ASSIGNMENT> The word "fourth" occurs in some lines of the listing. Copy those lines.

BEGIN INFORMATION SHOWN

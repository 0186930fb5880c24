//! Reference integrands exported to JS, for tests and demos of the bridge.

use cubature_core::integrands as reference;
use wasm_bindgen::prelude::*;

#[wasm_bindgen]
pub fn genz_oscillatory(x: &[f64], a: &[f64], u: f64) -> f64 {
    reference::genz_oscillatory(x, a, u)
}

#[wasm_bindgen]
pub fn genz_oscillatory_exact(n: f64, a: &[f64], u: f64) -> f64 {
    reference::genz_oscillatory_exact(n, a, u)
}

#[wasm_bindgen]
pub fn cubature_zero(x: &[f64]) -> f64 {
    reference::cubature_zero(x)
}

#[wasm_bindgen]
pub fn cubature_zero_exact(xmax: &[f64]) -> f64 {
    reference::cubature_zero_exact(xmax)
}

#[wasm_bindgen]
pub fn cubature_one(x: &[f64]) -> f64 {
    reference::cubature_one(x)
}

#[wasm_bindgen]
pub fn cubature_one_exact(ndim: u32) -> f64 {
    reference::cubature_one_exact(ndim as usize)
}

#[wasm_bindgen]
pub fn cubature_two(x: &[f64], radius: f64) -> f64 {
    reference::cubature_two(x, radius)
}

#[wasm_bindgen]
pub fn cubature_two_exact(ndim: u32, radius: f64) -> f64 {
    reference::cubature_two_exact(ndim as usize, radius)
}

END INFORMATION SHOWN
BEGIN INFORMATION SHOWN

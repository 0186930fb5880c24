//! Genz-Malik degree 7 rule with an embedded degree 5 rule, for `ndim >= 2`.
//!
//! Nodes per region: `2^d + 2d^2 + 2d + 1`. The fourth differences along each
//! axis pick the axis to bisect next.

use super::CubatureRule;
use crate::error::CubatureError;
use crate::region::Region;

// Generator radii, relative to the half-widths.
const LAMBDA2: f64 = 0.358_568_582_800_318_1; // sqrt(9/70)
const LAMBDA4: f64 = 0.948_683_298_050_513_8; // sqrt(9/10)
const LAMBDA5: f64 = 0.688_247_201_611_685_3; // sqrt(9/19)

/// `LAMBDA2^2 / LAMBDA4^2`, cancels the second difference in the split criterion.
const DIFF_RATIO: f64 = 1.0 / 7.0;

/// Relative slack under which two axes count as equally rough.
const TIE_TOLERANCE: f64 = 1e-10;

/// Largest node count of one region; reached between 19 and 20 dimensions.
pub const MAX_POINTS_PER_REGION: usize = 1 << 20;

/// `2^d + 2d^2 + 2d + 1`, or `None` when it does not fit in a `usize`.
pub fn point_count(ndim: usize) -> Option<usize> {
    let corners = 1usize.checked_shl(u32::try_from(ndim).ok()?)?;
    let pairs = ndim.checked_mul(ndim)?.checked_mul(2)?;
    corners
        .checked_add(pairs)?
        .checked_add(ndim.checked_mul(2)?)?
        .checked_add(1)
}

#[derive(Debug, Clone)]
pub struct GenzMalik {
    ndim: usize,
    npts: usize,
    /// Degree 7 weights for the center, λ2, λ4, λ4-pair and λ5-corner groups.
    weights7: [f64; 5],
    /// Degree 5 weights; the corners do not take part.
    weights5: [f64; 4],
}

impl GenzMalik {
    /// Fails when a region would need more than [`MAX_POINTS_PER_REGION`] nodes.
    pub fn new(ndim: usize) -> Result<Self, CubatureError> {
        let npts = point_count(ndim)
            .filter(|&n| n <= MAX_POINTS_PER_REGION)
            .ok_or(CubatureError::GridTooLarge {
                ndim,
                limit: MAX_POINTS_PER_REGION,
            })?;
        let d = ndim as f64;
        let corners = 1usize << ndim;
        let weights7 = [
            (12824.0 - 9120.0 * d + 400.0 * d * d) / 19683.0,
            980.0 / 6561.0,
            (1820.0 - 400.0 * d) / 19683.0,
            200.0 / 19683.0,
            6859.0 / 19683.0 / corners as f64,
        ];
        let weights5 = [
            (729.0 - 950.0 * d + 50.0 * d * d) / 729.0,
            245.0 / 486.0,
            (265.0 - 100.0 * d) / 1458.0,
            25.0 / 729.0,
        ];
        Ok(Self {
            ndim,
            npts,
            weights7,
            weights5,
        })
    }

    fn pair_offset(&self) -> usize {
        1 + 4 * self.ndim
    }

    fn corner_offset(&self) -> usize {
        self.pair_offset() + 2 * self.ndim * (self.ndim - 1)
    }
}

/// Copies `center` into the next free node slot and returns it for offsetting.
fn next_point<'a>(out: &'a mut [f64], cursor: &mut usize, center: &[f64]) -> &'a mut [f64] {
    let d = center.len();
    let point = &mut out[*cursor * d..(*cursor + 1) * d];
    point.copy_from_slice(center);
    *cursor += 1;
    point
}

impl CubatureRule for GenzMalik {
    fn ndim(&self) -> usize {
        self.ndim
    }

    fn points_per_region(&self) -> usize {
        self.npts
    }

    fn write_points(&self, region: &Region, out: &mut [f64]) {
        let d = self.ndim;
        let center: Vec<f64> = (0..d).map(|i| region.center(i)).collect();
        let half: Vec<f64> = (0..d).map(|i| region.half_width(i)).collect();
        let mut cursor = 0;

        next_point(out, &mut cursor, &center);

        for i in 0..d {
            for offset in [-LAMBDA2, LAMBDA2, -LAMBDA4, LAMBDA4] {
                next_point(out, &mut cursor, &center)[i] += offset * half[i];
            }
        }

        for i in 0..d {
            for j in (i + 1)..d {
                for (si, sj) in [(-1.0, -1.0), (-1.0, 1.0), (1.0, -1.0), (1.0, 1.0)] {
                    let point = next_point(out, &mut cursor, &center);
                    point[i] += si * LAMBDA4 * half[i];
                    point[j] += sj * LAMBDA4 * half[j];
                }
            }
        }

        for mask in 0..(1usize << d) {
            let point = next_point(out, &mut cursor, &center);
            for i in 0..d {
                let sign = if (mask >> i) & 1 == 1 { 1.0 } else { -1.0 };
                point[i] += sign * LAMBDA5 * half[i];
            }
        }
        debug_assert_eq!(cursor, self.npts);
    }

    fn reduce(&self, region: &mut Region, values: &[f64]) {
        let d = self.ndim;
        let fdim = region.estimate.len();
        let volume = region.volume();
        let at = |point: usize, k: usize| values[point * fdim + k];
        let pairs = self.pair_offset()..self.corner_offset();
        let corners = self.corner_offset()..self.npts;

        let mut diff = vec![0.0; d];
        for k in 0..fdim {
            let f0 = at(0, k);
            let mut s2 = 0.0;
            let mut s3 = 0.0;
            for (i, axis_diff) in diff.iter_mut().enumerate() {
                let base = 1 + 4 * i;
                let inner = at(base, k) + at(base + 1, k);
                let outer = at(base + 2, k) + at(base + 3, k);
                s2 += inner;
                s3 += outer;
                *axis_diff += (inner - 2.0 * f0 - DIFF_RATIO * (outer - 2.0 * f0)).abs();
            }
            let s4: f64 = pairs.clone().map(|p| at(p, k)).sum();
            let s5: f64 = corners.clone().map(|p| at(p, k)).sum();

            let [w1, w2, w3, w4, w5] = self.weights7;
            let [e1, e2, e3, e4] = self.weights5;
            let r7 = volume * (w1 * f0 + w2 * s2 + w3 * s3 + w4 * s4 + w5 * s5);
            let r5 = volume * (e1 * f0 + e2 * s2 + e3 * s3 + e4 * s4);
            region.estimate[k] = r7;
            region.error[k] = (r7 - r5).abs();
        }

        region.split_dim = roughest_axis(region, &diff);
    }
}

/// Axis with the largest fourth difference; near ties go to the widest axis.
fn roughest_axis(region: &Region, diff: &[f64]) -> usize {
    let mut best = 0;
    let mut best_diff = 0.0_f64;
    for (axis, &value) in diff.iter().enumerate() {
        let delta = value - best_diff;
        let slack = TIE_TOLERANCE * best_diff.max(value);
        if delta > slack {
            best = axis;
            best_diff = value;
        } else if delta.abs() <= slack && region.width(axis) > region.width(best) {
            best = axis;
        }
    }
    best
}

END INFORMATION SHOWN

TASK SOLUTION>
//! Nodes per region: `2^d + 2d^2 + 2d + 1`. The fourth differences along each
/// Axis with the largest fourth difference; near ties go to the widest axis.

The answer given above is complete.